Richard Whiting was Abbot of Glastonbury when, in 1539, Henry VIII. ordered inquiries to be made into the condition and property of the abbey. Altho he recognized the monarch as supreme head of the church, he respected the Glastonbury traditions and met the "visitors" in a spirit of passive resistance. With the object of preserving them from desecration, the abbot had concealed some of the communion vessels, and for this offense the venerable man was tried and condemned to death. His head, white with the touch of eighty years, was fixt upon the abbey gate, and the rest of his body quartered and sent to Bath, Wells, Bridgwater, and Ilchester. The abbey building—one of the most perfect examples of architecture in the land—served as a stone quarry, much of the material being used to make a road over the fenland from Glastonbury to Wells. The revenue at the time of the Dissolution was over £3,000, a big income in those days.
TINTERN [Footnote: From "The Abbeys of Great Britain.">[
BY H. CLAIBORNE DIXON
More than one great artist has immortalized the secluded vale, where, on a bend of the Wye and surrounded by wooded hills, the ruins of Tintern Abbey stand. The somber-looking heights, which close in to the east and west, create the atmosphere of loneliness and separation from the world so sought after by the Cistercian monks, who doubtless found inspiration in the grandeur of the surrounding mountains and in the peacefulness of the sweet valley below. Tho the church of the Early English abbey is roofless and the central tower gone, the noble structure, with its many graceful arches, seems to attest to the spirit of religious fervor and devotion so intimately associated with the history of its gray and lichen-covered walls.

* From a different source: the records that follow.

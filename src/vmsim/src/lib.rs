pub mod cli;
pub mod workload;
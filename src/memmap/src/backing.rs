use std::{
    fs::{File as StdFile, OpenOptions},
    os::unix::fs::FileExt,
    path::{Path, PathBuf},
    sync::RwLock,
};

use utils::{SysError, SysResult};

/// Storage behind a file mapping.
///
/// The page cache only ever reads and writes whole pages through this
/// interface. A read past the end returns fewer bytes than requested.
pub trait BackingObject: Send + Sync + std::fmt::Debug {
    fn read(&self, dst: &mut [u8], offset: u64) -> SysResult<usize>;
    fn write(&self, src: &[u8], offset: u64) -> SysResult<usize>;
    fn size(&self) -> u64;
}

#[derive(Debug)]
pub struct HostFile {
    file: StdFile,
    path: PathBuf,
}

impl HostFile {
    pub fn open<P: AsRef<Path>>(path: P, writable: bool) -> SysResult<Self> {
        let path = path.as_ref();
        let file = OpenOptions::new()
            .read(true)
            .write(writable)
            .open(path)
            .map_err(SysError::from_io_error)?;
        Ok(Self {
            file,
            path: path.to_path_buf(),
        })
    }
}

impl BackingObject for HostFile {
    fn read(&self, dst: &mut [u8], offset: u64) -> SysResult<usize> {
        let mut done = 0;
        while done < dst.len() {
            match self.file.read_at(&mut dst[done..], offset + done as u64) {
                Ok(0) => break,
                Ok(n) => done += n,
                Err(e) if e.kind() == std::io::ErrorKind::Interrupted => continue,
                Err(e) => {
                    logger::warn!("read of {:?} at {:#x} failed: {}", self.path, offset, e);
                    return Err(SysError::from_io_error(e));
                }
            }
        }
        Ok(done)
    }

    fn write(&self, src: &[u8], offset: u64) -> SysResult<usize> {
        self.file.write_all_at(src, offset).map_err(|e| {
            logger::warn!("write of {:?} at {:#x} failed: {}", self.path, offset, e);
            SysError::from_io_error(e)
        })?;
        Ok(src.len())
    }

    fn size(&self) -> u64 {
        self.file.metadata().map(|m| m.len()).unwrap_or(0)
    }
}

/// Growable in-memory object, used for anonymous shared memory and tests.
#[derive(Debug, Default)]
pub struct BytesObject {
    data: RwLock<Vec<u8>>,
}

impl BytesObject {
    pub fn new(data: Vec<u8>) -> Self {
        Self {
            data: RwLock::new(data),
        }
    }

    pub fn contents(&self) -> Vec<u8> {
        self.data.read().unwrap().clone()
    }
}

impl BackingObject for BytesObject {
    fn read(&self, dst: &mut [u8], offset: u64) -> SysResult<usize> {
        let data = self.data.read().unwrap();
        let offset = offset as usize;
        if offset >= data.len() {
            return Ok(0);
        }
        let n = std::cmp::min(dst.len(), data.len() - offset);
        dst[..n].copy_from_slice(&data[offset..offset + n]);
        Ok(n)
    }

    fn write(&self, src: &[u8], offset: u64) -> SysResult<usize> {
        let mut data = self.data.write().unwrap();
        let offset = offset as usize;
        let end = offset + src.len();
        if data.len() < end {
            data.resize(end, 0);
        }
        data[offset..end].copy_from_slice(src);
        Ok(src.len())
    }

    fn size(&self) -> u64 {
        self.data.read().unwrap().len() as u64
    }
}
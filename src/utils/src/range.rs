/// Half-open interval `[start, end)`.
///
/// Ordering only looks at `start`, so a `Range` can key a `BTreeMap` of
/// disjoint intervals and be probed with an empty `[k, k)` range.
#[derive(PartialEq, Eq, Copy, Clone, Default, Hash)]
pub struct Range<T> {
    pub start: T,
    pub end: T,
}

impl<T: std::fmt::Debug> std::fmt::Debug for Range<T> {
    fn fmt(&self, f: &mut std::fmt::Formatter<'_>) -> std::fmt::Result {
        write!(f, "[{:#x?}, {:#x?})", self.start, self.end)
    }
}

impl<T: num::Integer> Ord for Range<T> {
    fn cmp(&self, other: &Self) -> std::cmp::Ordering {
        self.start.cmp(&other.start)
    }
}

impl<T: num::Integer> PartialOrd for Range<T> {
    fn partial_cmp(&self, other: &Self) -> Option<std::cmp::Ordering> {
        Some(self.cmp(other))
    }
}

impl<T: num::Integer + Copy> Range<T> {
    #[inline]
    pub fn point(k: T) -> Self {
        Self { start: k, end: k }
    }

    #[inline]
    pub fn len(&self) -> T {
        self.end - self.start
    }

    pub fn is_empty(&self) -> bool {
        self.start == self.end
    }

    pub fn intersect(&self, r: &Self) -> Self {
        let start = std::cmp::max(r.start, self.start);
        let end = std::cmp::max(std::cmp::min(r.end, self.end), start);
        Self { start, end }
    }

    #[inline]
    pub fn overlaps(&self, r: &Self) -> bool {
        self.start < r.end && r.start < self.end
    }

    #[inline]
    pub fn can_split_at(&self, k: T) -> bool {
        self.start < k && k < self.end
    }

    #[inline]
    pub fn contains(&self, k: T) -> bool {
        self.start <= k && k < self.end
    }

    #[inline]
    pub fn is_superset_of(&self, r: &Self) -> bool {
        self.start <= r.start && r.end <= self.end
    }

    #[inline]
    pub fn is_well_formed(&self) -> bool {
        self.start <= self.end
    }
}

impl<T: num::Integer + num::CheckedAdd + Copy> Range<T> {
    /// `[start, start + len)`, or `None` if the end overflows.
    pub fn from_len(start: T, len: T) -> Option<Self> {
        let end = start.checked_add(&len)?;
        Some(Self { start, end })
    }
}

pub type FileRange = Range<u64>;
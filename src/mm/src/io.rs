use std::cmp::min;

use mem::{Addr, AddrRange, Frame, PAGE_SIZE};
use utils::{bail_libc, SysError, SysResult};

use crate::{
    fault::{handle_fault, FaultReason},
    AddressSpace,
};

const PAGE: u64 = PAGE_SIZE as u64;

// A page can be reclaimed between the fault and the access that needed it.
const FAULT_RETRIES: usize = 3;

impl AddressSpace {
    /// Copies `dst.len()` bytes starting at `addr` out of the address space,
    /// faulting pages in as needed.
    pub fn copy_in(&self, addr: Addr, dst: &mut [u8]) -> SysResult<usize> {
        let ar = check_io_range(addr, dst.len())?;
        let allocator = self.context().allocator();
        let mut done = 0;
        for (page, off, len) in chunks(ar) {
            let buf = &mut dst[done..done + len];
            self.access_page(page, false, |frame| {
                allocator.read_frame(frame, off, &mut buf[..])
            })
            .map_err(translate_io_error)?;
            done += len;
        }
        Ok(done)
    }

    /// Copies `src` into the address space at `addr`, breaking copy-on-write
    /// sharing and setting dirty bits as needed.
    pub fn copy_out(&self, addr: Addr, src: &[u8]) -> SysResult<usize> {
        let ar = check_io_range(addr, src.len())?;
        let allocator = self.context().allocator();
        let mut done = 0;
        for (page, off, len) in chunks(ar) {
            let buf = &src[done..done + len];
            self.access_page(page, true, |frame| allocator.write_frame(frame, off, buf))
                .map_err(translate_io_error)?;
            done += len;
        }
        Ok(done)
    }

    /// Faults in every page of the range ahead of use. Returns the number of
    /// pages this call installed.
    pub fn populate(&self, addr: Addr, length: u64, write: bool) -> SysResult<usize> {
        let ar = self.checked_range(addr, length)?;
        let reason = FaultReason {
            missing: true,
            write,
        };
        let mut installed = 0;
        for page in (ar.start..ar.end).step_by(PAGE as usize) {
            if handle_fault(self, Addr(page), reason)?.installed {
                installed += 1;
            }
        }
        Ok(installed)
    }

    fn access_page<F: FnMut(Frame) -> SysResult<()>>(
        &self,
        page: Addr,
        write: bool,
        mut f: F,
    ) -> SysResult<()> {
        let reason = FaultReason {
            missing: true,
            write,
        };
        for _ in 0..FAULT_RETRIES {
            if self.with_page(page, write, &mut f)? {
                return Ok(());
            }
            handle_fault(self, page, reason)?;
        }
        bail_libc!(libc::EFAULT)
    }
}

fn check_io_range(addr: Addr, len: usize) -> SysResult<AddrRange> {
    addr.to_range(len as u64)
        .ok_or_else(|| SysError::new(libc::EFAULT))
}

// (page, offset in page, length) for each page touched by `ar`.
fn chunks(ar: AddrRange) -> impl Iterator<Item = (Addr, usize, usize)> {
    let mut cur = ar.start;
    std::iter::from_fn(move || {
        if cur >= ar.end {
            return None;
        }
        let addr = Addr(cur);
        let off = addr.page_offset();
        let len = min(PAGE - off, ar.end - cur);
        cur += len;
        Some((addr.round_down(), off as usize, len as usize))
    })
}

fn translate_io_error(err: SysError) -> SysError {
    logger::warn!("MM I/O error: {:?}", err);
    SysError::new(libc::EFAULT)
}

The finest part of the ruins is undoubtedly the church, which, with the exception of the roof and the north piers of the nave, still stands complete. It has a nave of six bays with aisles, a choir of four bays with aisles, the transepts with eastern aisles having two chapels. A transverse Galilee stood formerly beyond the western entrance. In the north transept are remains of the dormitory stairs, and on this side the cloisters, too, were situated. The aumbry, parlor, sacristy, chapterhouse, slype to the infirmary, day-stairs to dormitory and undercroft were on the east side of the cloisters; the postern and river gate, over which was the abbot's lodge on the north side, and also the buttery, refectory, and kitchen. The delicacy of design and execution to be seen in the ruins is unrivaled in the kingdom—the tracery of the windows being particularly fine. The ruined church possesses the grace and lightness of architecture peculiar to the twelfth century, and is, even in its decay, of truly sublime and grand proportions. Time has been unable to obliterate the skilful work of our forefathers, for the Early English transition arches, the delicate molding, and the exquisite stone tracery in the windows still delight the eye. The history of Tintern is almost a hidden page in the chronicles of time. On the surrender of Raglan Castle to the Cromwellian troops by the Marquis of Worcester, the castle was razed to the ground, and with it were lost the abbey records, which had been taken from Tintern when the abbey was granted to the Marquis's ancestor by Henry VIII. It is known, however, that the first foundation on the site was in the hands of a cousin of William the Conqueror, Richard Bienfaite by name. He founded the abbey in 1131, and was succeeded by his nephew, Gilbert "Strongbow." His granddaughter Isabel married the then Earl of Pembroke, and her daughter, marrying Hugh Bigod, brought the estates to the ducal house of Norfolk.
III
CASTLES AND STATELY HOMES
LIVING IN GREAT HOUSES [Footnote: From "England Without and Within." By arrangement with, and by permission of, the publishers, Houghton, Mifflin Co. Copyright, 1881.]
BY RICHARD GRANT WHITE
Now I will tell you a little—it can be but a little—about life in the "great houses," as they are called here. When you are asked to come to one, a train is suggested, and you are told that a carriage will be at the station to meet you. Somehow the footman manages to find you out. At —— which is a little station at which few people get out, I had hardly left the train when a very respectable-looking person, not a footman, stept up to me and said, "Lord ——'s carriage is waiting for you, sir." The carriage and the footman and coachman were, of course, on the other side of the building. My drive from the station to —— took quite as long a time as it took me to come down by rail from London, altho we went at a grand trot. The country was beautiful, stretching off on both sides in broad fields and meadows, darkened in lines by hedges, and in spots by clumps of trees. The roads were very narrow—they seemed rather like lanes—and this effect was increased by the high walls and hedges on either side. Two carriages had hardly room to pass in some places, with careful driving. Being in Lord ——'s well-known carriage, I was quite in state, and the country folk, most of them, bowed to me as I went on; and of course I followed the apostolic injunction, and condescended unto men of low estate.